Spectacles remain the most common way of correcting refractive error after cataract surgery, but they are no longer considered state of the art. Patients are increasingly undergoing cataract surgery with the expectation of not wearing glasses postoperatively, partly because of how LASIK has been marketed and due to advances in cataract surgery and IOL technology. Many patients want the best possible UCVA they can achieve. At our practice, my colleagues and I offer customized cataract surgery with good UCVA as a specific postoperative goal, through presbyopia-correcting IOLs as well as aspheric lenses, monovision, and laser refractive enhancements.
DISCUSSION OF PROCEDURES WITH PATIENTS
All of our prospective cataract patients receive literature that prepares them for a discussion about presbyopia-correcting lenses and monovision.

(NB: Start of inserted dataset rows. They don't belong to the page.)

//! Navigation scenarios: operation semantics, lifecycle propagation and
//! observable-state ordering.

mod common;

use std::cell::{Cell, RefCell};
use std::rc::Rc;

use common::{screen_factory, Config, Screen, TickerStats};
use trellis_core::context::Root;
use trellis_core::error::TrellisError;
use trellis_core::lifecycle::LifecycleState::*;
use trellis_router::{ChildRouterExt, Router, RouterState};
use trellis_testing::{stack_of, StateLog};

fn resumed_root() -> Root {
    let root = Root::new();
    root.registry().drive_to(Resumed).unwrap();
    root
}

fn router_under(root: &Root) -> (Router<Config, Screen>, StateLog, TickerStats) {
    let log = StateLog::new();
    let stats = TickerStats::default();
    let router = root
        .context()
        .router(
            "nav",
            || vec![Config::Home],
            screen_factory(log.clone(), stats.clone()),
        )
        .unwrap();
    (router, log, stats)
}

#[test]
fn initial_entry_reaches_the_parents_level() {
    let root = resumed_root();
    let (router, log, _) = router_under(&root);
    assert_eq!(router.lifecycle_at(0).unwrap().state(), Resumed);
    assert_eq!(
        log.take(),
        vec!["home:Created", "home:Started", "home:Resumed"]
    );
}

#[test]
fn push_stops_covered_entry_and_resumes_new_one() {
    let root = resumed_root();
    let (router, log, _) = router_under(&root);
    log.take();

    router.push(Config::Details { id: 1 }).unwrap();
    assert_eq!(router.state().len(), 2);
    assert_eq!(router.lifecycle_at(0).unwrap().state(), Stopped);
    assert_eq!(router.lifecycle_at(1).unwrap().state(), Resumed);
    assert_eq!(
        log.take(),
        vec![
            "home:Paused",
            "home:Stopped",
            "details-1:Created",
            "details-1:Started",
            "details-1:Resumed",
        ]
    );
}

#[test]
fn pop_destroys_active_and_promotes_previous() {
    let root = resumed_root();
    let (router, log, stats) = router_under(&root);
    router.push(Config::Details { id: 1 }).unwrap();
    log.take();
    assert_eq!(stats.created.get(), 2);

    router.pop().unwrap();
    assert_eq!(router.state().len(), 1);
    assert_eq!(router.lifecycle_at(0).unwrap().state(), Resumed);
    // The popped entry's instance keeper disposed exactly once.
    assert_eq!(stats.disposed.get(), 1);
    assert_eq!(
        log.take(),
        vec![
            "details-1:Paused",
            "details-1:Stopped",
            "details-1:Destroyed",
            "home:Started",
            "home:Resumed",
        ]
    );
}

#[test]
fn push_pop_round_trips_router_state() {
    let root = resumed_root();
    let (router, _, _) = router_under(&root);
    let before = router.state();
    router.push(Config::Details { id: 7 }).unwrap();
    router.pop().unwrap();
    assert_eq!(router.state(), before);
}

#[test]
fn pop_on_single_entry_reports_empty_back_stack_and_changes_nothing() {
    let root = resumed_root();
    let (router, log, _) = router_under(&root);
    log.take();
    let before = router.state();

    assert!(matches!(router.pop(), Err(TrellisError::EmptyBackStack)));
    assert_eq!(router.state(), before);
    assert!(log.is_empty());
}

#[test]
fn stack_length_tracks_pushes_minus_pops() {
    let root = resumed_root();
    let (router, _, _) = router_under(&root);
    for id in 0..4 {
        router.push(Config::Details { id }).unwrap();
    }
    assert_eq!(router.state().len(), 5);
    router.pop().unwrap();
    router.pop().unwrap();
    assert_eq!(router.state().len(), 3);
}

#[test]
fn parent_moving_down_caps_every_materialized_child() {
    let root = resumed_root();
    let (router, _, _) = router_under(&root);
    router.push(Config::Details { id: 1 }).unwrap();
    router.push(Config::Details { id: 2 }).unwrap();

    root.registry().drive_to(Stopped).unwrap();
    for index in 0..3 {
        let lifecycle = router.lifecycle_at(index).unwrap();
        assert!(lifecycle.state().level() <= Stopped.level());
        assert!(!lifecycle.is_destroyed());
    }
}

#[test]
fn parent_moving_up_raises_only_the_active_child() {
    let root = resumed_root();
    let (router, _, _) = router_under(&root);
    router.push(Config::Details { id: 1 }).unwrap();
    root.registry().drive_to(Stopped).unwrap();

    root.registry().drive_to(Resumed).unwrap();
    assert_eq!(router.lifecycle_at(1).unwrap().state(), Resumed);
    assert_eq!(router.lifecycle_at(0).unwrap().state(), Stopped);
}

#[test]
fn replace_all_preserves_remaining_entries_and_destroys_the_rest() {
    let root = resumed_root();
    let (router, _, stats) = router_under(&root);
    router.push(Config::Details { id: 1 }).unwrap();
    router.push(Config::Details { id: 2 }).unwrap();
    assert_eq!(stats.created.get(), 3);

    router
        .replace_all(vec![Config::Home, Config::Details { id: 3 }])
        .unwrap();
    assert_eq!(
        stack_of(&router.state()),
        vec![Config::Home, Config::Details { id: 3 }]
    );
    // Home survived with its component; details-1 and details-2 were
    // destroyed; details-3 is new.
    assert_eq!(stats.created.get(), 4);
    assert_eq!(stats.disposed.get(), 2);
    assert_eq!(router.lifecycle_at(1).unwrap().state(), Resumed);
}

#[test]
fn replace_all_with_empty_target_is_rejected() {
    let root = resumed_root();
    let (router, _, _) = router_under(&root);
    assert!(matches!(
        router.replace_all(Vec::new()),
        Err(TrellisError::EmptyBackStack)
    ));
    assert_eq!(router.state().len(), 1);
}

#[test]
fn bring_to_front_moves_existing_entry_without_destroying_others() {
    let root = resumed_root();
    let (router, _, stats) = router_under(&root);
    router.push(Config::Details { id: 1 }).unwrap();
    router.push(Config::Details { id: 2 }).unwrap();
    let created = stats.created.get();

    router.bring_to_front(Config::Home).unwrap();
    assert_eq!(
        stack_of(&router.state()),
        vec![
            Config::Details { id: 1 },
            Config::Details { id: 2 },
            Config::Home,
        ]
    );
    // Nothing was destroyed or re-created.
    assert_eq!(stats.created.get(), created);
    assert_eq!(stats.disposed.get(), 0);
    assert_eq!(router.lifecycle_at(2).unwrap().state(), Resumed);
}

#[test]
fn bring_to_front_falls_back_to_push_when_absent() {
    let root = resumed_root();
    let (router, _, _) = router_under(&root);
    router.bring_to_front(Config::Details { id: 9 }).unwrap();
    assert_eq!(
        stack_of(&router.state()),
        vec![Config::Home, Config::Details { id: 9 }]
    );
}

#[test]
fn bring_to_front_of_the_active_entry_emits_an_unchanged_state() {
    let root = resumed_root();
    let (router, _, _) = router_under(&root);
    router.push(Config::Details { id: 1 }).unwrap();
    let emissions = Rc::new(Cell::new(0));
    let sink = emissions.clone();
    let _sub = router
        .state_cell()
        .subscribe(move |_| sink.set(sink.get() + 1));
    assert_eq!(emissions.get(), 1);
    let before = router.state();

    router.bring_to_front(Config::Details { id: 1 }).unwrap();
    assert_eq!(emissions.get(), 2);
    assert_eq!(router.state(), before);
}

#[test]
fn pop_while_stops_at_the_first_non_match() {
    let root = resumed_root();
    let (router, _, _) = router_under(&root);
    for id in 1..=3 {
        router.push(Config::Details { id }).unwrap();
    }
    router
        .pop_while(|config| matches!(config, Config::Details { .. }))
        .unwrap();
    assert_eq!(stack_of(&router.state()), vec![Config::Home]);
}

#[test]
fn pop_to_first_keeps_only_the_root_entry() {
    let root = resumed_root();
    let (router, _, _) = router_under(&root);
    for id in 1..=3 {
        router.push(Config::Details { id }).unwrap();
    }
    router.pop_to_first().unwrap();
    assert_eq!(stack_of(&router.state()), vec![Config::Home]);
    assert_eq!(router.lifecycle_at(0).unwrap().state(), Resumed);
}

#[test]
fn each_operation_emits_exactly_one_state() {
    let root = resumed_root();
    let (router, _, _) = router_under(&root);
    let emissions: Rc<RefCell<Vec<RouterState<Config>>>> = Rc::new(RefCell::new(Vec::new()));
    let sink = emissions.clone();
    let _sub = router
        .state_cell()
        .subscribe(move |state| sink.borrow_mut().push(state.clone()));
    // Immediate replay of the current state.
    assert_eq!(emissions.borrow().len(), 1);

    router.push(Config::Details { id: 1 }).unwrap();
    router.push(Config::Details { id: 2 }).unwrap();
    router.pop().unwrap();
    assert_eq!(emissions.borrow().len(), 4);
    let lengths: Vec<usize> = emissions.borrow().iter().map(RouterState::len).collect();
    assert_eq!(lengths, vec![1, 2, 3, 2]);
}

#[test]
fn operations_after_owner_destroy_are_rejected() {
    let root = resumed_root();
    let (router, _, _) = router_under(&root);
    root.destroy().unwrap();
    assert!(matches!(
        router.push(Config::Details { id: 1 }),
        Err(TrellisError::RouterDestroyed)
    ));
}

#[test]
fn owner_destroy_ends_child_lifecycles() {
    let root = resumed_root();
    let (router, log, stats) = router_under(&root);
    router.push(Config::Details { id: 1 }).unwrap();
    log.take();

    root.destroy().unwrap();
    let events = log.take();
    assert!(events.contains(&"details-1:Destroyed".to_owned()));
    assert!(events.contains(&"home:Destroyed".to_owned()));
    // Genuine destruction cascades into every retained instance.
    assert_eq!(stats.disposed.get(), 2);
}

The handouts and discussion educate patients about their options and stipulate that some treatments represent additional costs. When the patient comes in for an evaluation, the technician tells him about the option of having additional testing and/or procedures to optimize his vision so he can be less dependent on glasses. If the patient is not interested in getting rid of his glasses, the discussion ends there, and we perform no additional diagnostic tests.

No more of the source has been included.